**PROBLEM DETAILS**. Every line below that has the string "VideoUpdate" needs to be copied.

──────── RECORDS SUPPLIED ────────

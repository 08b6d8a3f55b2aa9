pub mod analytics;
pub mod auth;
pub mod crypto;
pub mod csv_import;
pub mod triggers;
use crate::db::models::{Video, VideoStatus, VideoUpdate};
use crate::db::repos::collection::{self, Entity, Updatable};
use crate::db::storage_keys;
use crate::db::DbPool;
use crate::error::AppError;

impl Entity for Video {
    const KEY: &'static str = storage_keys::VIDEOS;
    const LABEL: &'static str = "Video";

    fn id(&self) -> &str {
        &self.id
    }

    fn user_id(&self) -> &str {
        &self.user_id
    }
}

impl Updatable for Video {
    type Update = VideoUpdate;

    fn apply(&mut self, update: VideoUpdate) {
        if let Some(name) = update.name {
            self.name = name;
        }
        if let Some(script) = update.script {
            self.script = script;
        }
        if let Some(avatar) = update.avatar {
            self.avatar = avatar;
        }
        if let Some(status) = update.status {
            self.status = status;
        }
        if let Some(video_url) = update.video_url {
            self.video_url = video_url;
        }
    }
}

pub fn get_all_for(pool: &DbPool, user_id: &str) -> Result<Vec<Video>, AppError> {
    collection::all_for(pool, user_id)
}

pub fn get_by_status(pool: &DbPool, user_id: &str, status: VideoStatus) -> Result<Vec<Video>, AppError> {
    let mut videos = get_all_for(pool, user_id)?;
    videos.retain(|video| video.status == status);
    Ok(videos)
}

pub fn get_by_id(pool: &DbPool, id: &str) -> Result<Video, AppError> {
    collection::get_by_id(pool, id)
}

pub fn get_owned(pool: &DbPool, user_id: &str, id: &str) -> Result<Video, AppError> {
    collection::get_owned(pool, user_id, id)
}

pub fn append(pool: &DbPool, video: Video) -> Result<(), AppError> {
    collection::append(pool, video)
}

pub fn update_by_id(pool: &DbPool, id: &str, update: VideoUpdate) -> Result<bool, AppError> {
    collection::update_by_id::<Video>(pool, id, update)
}

pub fn delete_by_id(pool: &DbPool, id: &str) -> Result<bool, AppError> {
    collection::delete_by_id::<Video>(pool, id)
}

#[cfg(test)]
mod tests {
    use super::*;
    use crate::db::init_test_db;
    use crate::db::models::Avatar;

    #[test]
    fn test_video_crud() {
        let pool = init_test_db().unwrap();

        let v1 = Video::processing("u1", "Intro".into(), "Hello {name}".into(), Avatar::CorporateMale);
        let v2 = Video::processing("u2", "Other".into(), "Hi".into(), Avatar::default());
        append(&pool, v1.clone()).unwrap();
        append(&pool, v2.clone()).unwrap();

        let mine = get_all_for(&pool, "u1").unwrap();
        assert_eq!(mine, vec![v1.clone()]);

        // Completing a render sets the URL, leaves the script alone
        let changed = update_by_id(
            &pool,
            &v1.id,
            VideoUpdate {
                status: Some(VideoStatus::Completed),
                video_url: Some(Some("https://example.com/video.mp4".into())),
                ..Default::default()
            },
        )
        .unwrap();
        assert!(changed);
        let done = get_by_id(&pool, &v1.id).unwrap();
        assert_eq!(done.status, VideoStatus::Completed);
        assert_eq!(done.video_url.as_deref(), Some("https://example.com/video.mp4"));
        assert_eq!(done.script, "Hello {name}");

        assert_eq!(get_by_status(&pool, "u1", VideoStatus::Completed).unwrap().len(), 1);
        assert!(get_by_status(&pool, "u2", VideoStatus::Completed).unwrap().is_empty());

        // Ownership check hides other users' videos
        assert!(get_owned(&pool, "u1", &v1.id).is_ok());
        assert!(matches!(get_owned(&pool, "u1", &v2.id), Err(AppError::NotFound(_))));

        assert!(delete_by_id(&pool, &v2.id).unwrap());
        assert!(get_all_for(&pool, "u2").unwrap().is_empty());
    }
}
use crate::db::models::{Activity, ActivityType};
use crate::db::repos::collection::{self, Entity};
use crate::db::storage_keys;
use crate::db::DbPool;
use crate::error::AppError;

/// How many entries the activity feed shows. Storage keeps everything.
pub const RECENT_LIMIT: usize = 10;

impl Entity for Activity {
    const KEY: &'static str = storage_keys::ACTIVITIES;
    const LABEL: &'static str = "Activity";

    fn id(&self) -> &str {
        &self.id
    }

    fn user_id(&self) -> &str {
        &self.user_id
    }
}

pub fn append(pool: &DbPool, activity: Activity) -> Result<(), AppError> {
    collection::append(pool, activity)
}

/// Build and append a log entry stamped now.
pub fn record(
    pool: &DbPool,
    user_id: &str,
    activity_type: ActivityType,
    message: impl Into<String>,
) -> Result<Activity, AppError> {
    let activity = Activity::new(user_id, activity_type, message);
    append(pool, activity.clone())?;
    tracing::info!(user_id, kind = ?activity_type, message = %activity.message, "Activity recorded");
    Ok(activity)
}

/// The user's ten most recent entries, newest first.
pub fn get_recent_for(pool: &DbPool, user_id: &str) -> Result<Vec<Activity>, AppError> {
    let mut activities: Vec<Activity> = collection::all_for(pool, user_id)?;
    // Reverse first so the stable sort breaks timestamp ties by latest append.
    activities.reverse();
    activities.sort_by(|a, b| b.timestamp.cmp(&a.timestamp));
    activities.truncate(RECENT_LIMIT);
    Ok(activities)
}

#[cfg(test)]
mod tests {
    use super::*;
    use crate::db::init_test_db;
    use crate::db::repos::kv;
    use chrono::{Duration, Utc};

    fn at(user_id: &str, minutes_ago: i64, message: &str) -> Activity {
        let mut activity = Activity::new(user_id, ActivityType::LeadUploaded, message);
        activity.timestamp = Utc::now() - Duration::minutes(minutes_ago);
        activity
    }

    #[test]
    fn test_recent_is_newest_first_and_capped() {
        let pool = init_test_db().unwrap();
        // Appended out of order on purpose
        for i in [5, 1, 12, 3, 0, 7, 9, 2, 11, 4, 6, 8, 10] {
            append(&pool, at("u1", i, &format!("{i} minutes ago"))).unwrap();
        }
        append(&pool, at("u2", 0, "someone else")).unwrap();

        let recent = get_recent_for(&pool, "u1").unwrap();
        assert_eq!(recent.len(), RECENT_LIMIT);
        assert_eq!(recent[0].message, "0 minutes ago");
        assert_eq!(recent[9].message, "9 minutes ago");
        assert!(recent.iter().all(|a| a.user_id == "u1"));

        // Truncation is a read-time view only
        let stored: Vec<Activity> = kv::get_all(&pool, storage_keys::ACTIVITIES).unwrap();
        assert_eq!(stored.len(), 14);
    }

    #[test]
    fn test_record_appends_entry() {
        let pool = init_test_db().unwrap();
        let entry = record(&pool, "u1", ActivityType::CampaignStarted, "Created campaign: Q3").unwrap();
        let recent = get_recent_for(&pool, "u1").unwrap();
        assert_eq!(recent, vec![entry]);
        assert_eq!(recent[0].activity_type, ActivityType::CampaignStarted);
    }
}
//! Action triggers: the external processing steps behind the dashboard.
//!
//! Verification, rendering and campaign launch are owned by an automation
//! backend. Callers only see [`ActionTriggers`]; the backing strategy is
//! chosen from configuration:
//!
//! - [`MockTriggers`] waits a fixed interval and then writes the outcome
//!   locally. Used for demos and tests.
//! - [`WebhookTriggers`] posts to the automation webhook and writes the
//!   outcome once the backend accepts the job.
//!
//! No trigger is cancellable. A pending trigger still writes its status
//! once its wait finishes, even if the caller is gone.

use std::sync::Arc;
use std::time::Duration;

use async_trait::async_trait;
use serde::{Deserialize, Serialize};
use ts_rs::TS;

use crate::config::{AppConfig, TriggerMode};
use crate::db::models::{
    Avatar, CampaignStatus, CampaignUpdate, Lead, LeadStatus, VideoStatus, VideoUpdate,
};
use crate::db::repos::{campaigns, leads, videos};
use crate::db::DbPool;
use crate::error::AppError;

/// Media reference assigned to a finished render until a real one exists.
pub const PLACEHOLDER_VIDEO_URL: &str = "https://example.com/video.mp4";

#[derive(Debug, Clone, Copy, PartialEq, Eq, Serialize, Deserialize, TS)]
#[ts(export)]
pub struct TriggerOutcome {
    pub success: bool,
}

impl TriggerOutcome {
    pub const OK: TriggerOutcome = TriggerOutcome { success: true };
}

// ── Trait ──────────────────────────────────────────────────────────

#[async_trait]
pub trait ActionTriggers: Send + Sync {
    /// Name for logs.
    fn name(&self) -> &'static str;

    /// Verify the given leads' email addresses; every lead ends `verified`.
    async fn verify_leads(&self, leads: &[Lead]) -> Result<TriggerOutcome, AppError>;

    /// Render a video; it ends `completed` with a media reference.
    async fn generate_video(
        &self,
        video_id: &str,
        script: &str,
        avatar: Avatar,
    ) -> Result<TriggerOutcome, AppError>;

    /// Start sending a campaign; it ends `running`.
    async fn launch_campaign(&self, campaign_id: &str) -> Result<TriggerOutcome, AppError>;
}

/// Build the trigger strategy selected by `config.trigger_mode`.
pub fn from_config(config: &AppConfig, pool: DbPool) -> Arc<dyn ActionTriggers> {
    match config.trigger_mode {
        TriggerMode::Mock => Arc::new(MockTriggers::new(pool, config.verify_delay, config.render_delay)),
        TriggerMode::Webhook => Arc::new(WebhookTriggers::new(pool, config.api_base_url.clone())),
    }
}

// ── Shared completion writes ───────────────────────────────────────

fn mark_verified(pool: &DbPool, input: &[Lead]) -> Result<(), AppError> {
    let ids: Vec<String> = input.iter().map(|lead| lead.id.clone()).collect();
    let n = leads::set_status_many(pool, &ids, LeadStatus::Verified)?;
    tracing::info!(requested = ids.len(), updated = n, "Leads verified");
    Ok(())
}

fn mark_rendered(pool: &DbPool, video_id: &str) -> Result<(), AppError> {
    videos::update_by_id(
        pool,
        video_id,
        VideoUpdate {
            status: Some(VideoStatus::Completed),
            video_url: Some(Some(PLACEHOLDER_VIDEO_URL.to_string())),
            ..Default::default()
        },
    )?;
    tracing::info!(video_id, "Video render completed");
    Ok(())
}

fn mark_running(pool: &DbPool, campaign_id: &str) -> Result<(), AppError> {
    campaigns::update_by_id(pool, campaign_id, CampaignUpdate::status(CampaignStatus::Running))?;
    tracing::info!(campaign_id, "Campaign running");
    Ok(())
}

// ── Mock ───────────────────────────────────────────────────────────

/// Fixed-delay simulation. Never fails on its own; only storage errors
/// propagate.
pub struct MockTriggers {
    pool: DbPool,
    verify_delay: Duration,
    render_delay: Duration,
}

impl MockTriggers {
    pub fn new(pool: DbPool, verify_delay: Duration, render_delay: Duration) -> Self {
        Self { pool, verify_delay, render_delay }
    }
}

#[async_trait]
impl ActionTriggers for MockTriggers {
    fn name(&self) -> &'static str {
        "mock"
    }

    async fn verify_leads(&self, leads: &[Lead]) -> Result<TriggerOutcome, AppError> {
        tracing::info!(count = leads.len(), "Triggering email verification");
        tokio::time::sleep(self.verify_delay).await;
        mark_verified(&self.pool, leads)?;
        Ok(TriggerOutcome::OK)
    }

    async fn generate_video(
        &self,
        video_id: &str,
        script: &str,
        avatar: Avatar,
    ) -> Result<TriggerOutcome, AppError> {
        tracing::info!(video_id, avatar = avatar.as_id(), script_len = script.len(), "Triggering video generation");
        tokio::time::sleep(self.render_delay).await;
        mark_rendered(&self.pool, video_id)?;
        Ok(TriggerOutcome::OK)
    }

    async fn launch_campaign(&self, campaign_id: &str) -> Result<TriggerOutcome, AppError> {
        tracing::info!(campaign_id, "Triggering campaign");
        mark_running(&self.pool, campaign_id)?;
        Ok(TriggerOutcome::OK)
    }
}

// ── Webhook ────────────────────────────────────────────────────────

/// Convert any displayable error into `AppError::Trigger`.
fn trigger_err(e: impl std::fmt::Display) -> AppError {
    AppError::Trigger(e.to_string())
}

#[derive(Serialize)]
#[serde(rename_all = "camelCase")]
struct VerifyLeadsBody<'a> {
    leads: Vec<VerifyLeadItem<'a>>,
}

#[derive(Serialize)]
#[serde(rename_all = "camelCase")]
struct VerifyLeadItem<'a> {
    id: &'a str,
    email: &'a str,
    domain: &'a str,
}

#[derive(Serialize)]
#[serde(rename_all = "camelCase")]
struct GenerateVideoBody<'a> {
    video_id: &'a str,
    script: &'a str,
    avatar: Avatar,
}

#[derive(Serialize)]
#[serde(rename_all = "camelCase")]
struct LaunchCampaignBody<'a> {
    campaign_id: &'a str,
}

/// HTTP client for the automation webhook. A status write only happens
/// after the backend answers 2xx.
pub struct WebhookTriggers {
    pool: DbPool,
    http: reqwest::Client,
    base_url: String,
}

impl WebhookTriggers {
    /// The underlying `reqwest::Client` is configured with a 30-second timeout.
    pub fn new(pool: DbPool, base_url: String) -> Self {
        let http = reqwest::Client::builder()
            .timeout(Duration::from_secs(30))
            .build()
            .unwrap_or_else(|e| {
                tracing::warn!("Falling back to default HTTP client: {}", e);
                reqwest::Client::new()
            });
        Self {
            pool,
            http,
            base_url: base_url.trim_end_matches('/').to_string(),
        }
    }

    fn endpoint(&self, path: &str) -> String {
        format!("{}{}", self.base_url, path)
    }

    /// POST `body` as JSON and require a 2xx response; the body is ignored.
    async fn post<B: Serialize + ?Sized>(&self, path: &str, body: &B) -> Result<(), AppError> {
        let url = self.endpoint(path);
        tracing::debug!(%url, "Calling automation webhook");
        self.http
            .post(&url)
            .json(body)
            .send()
            .await
            .map_err(trigger_err)?
            .error_for_status()
            .map_err(trigger_err)?;
        Ok(())
    }
}

#[async_trait]
impl ActionTriggers for WebhookTriggers {
    fn name(&self) -> &'static str {
        "webhook"
    }

    async fn verify_leads(&self, leads: &[Lead]) -> Result<TriggerOutcome, AppError> {
        let body = VerifyLeadsBody {
            leads: leads
                .iter()
                .map(|l| VerifyLeadItem { id: &l.id, email: &l.email, domain: &l.domain })
                .collect(),
        };
        self.post("/verify-emails", &body).await?;
        mark_verified(&self.pool, leads)?;
        Ok(TriggerOutcome::OK)
    }

    async fn generate_video(
        &self,
        video_id: &str,
        script: &str,
        avatar: Avatar,
    ) -> Result<TriggerOutcome, AppError> {
        self.post("/generate-video", &GenerateVideoBody { video_id, script, avatar }).await?;
        mark_rendered(&self.pool, video_id)?;
        Ok(TriggerOutcome::OK)
    }

    async fn launch_campaign(&self, campaign_id: &str) -> Result<TriggerOutcome, AppError> {
        self.post("/launch-campaign", &LaunchCampaignBody { campaign_id }).await?;
        mark_running(&self.pool, campaign_id)?;
        Ok(TriggerOutcome::OK)
    }
}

────────

**ANSWER BOX**.
use crate::db::models::{Video, VideoStatus, VideoUpdate};
    type Update = VideoUpdate;
    fn apply(&mut self, update: VideoUpdate) {
pub fn update_by_id(pool: &DbPool, id: &str, update: VideoUpdate) -> Result<bool, AppError> {
            VideoUpdate {
    Avatar, CampaignStatus, CampaignUpdate, Lead, LeadStatus, VideoStatus, VideoUpdate,
        VideoUpdate {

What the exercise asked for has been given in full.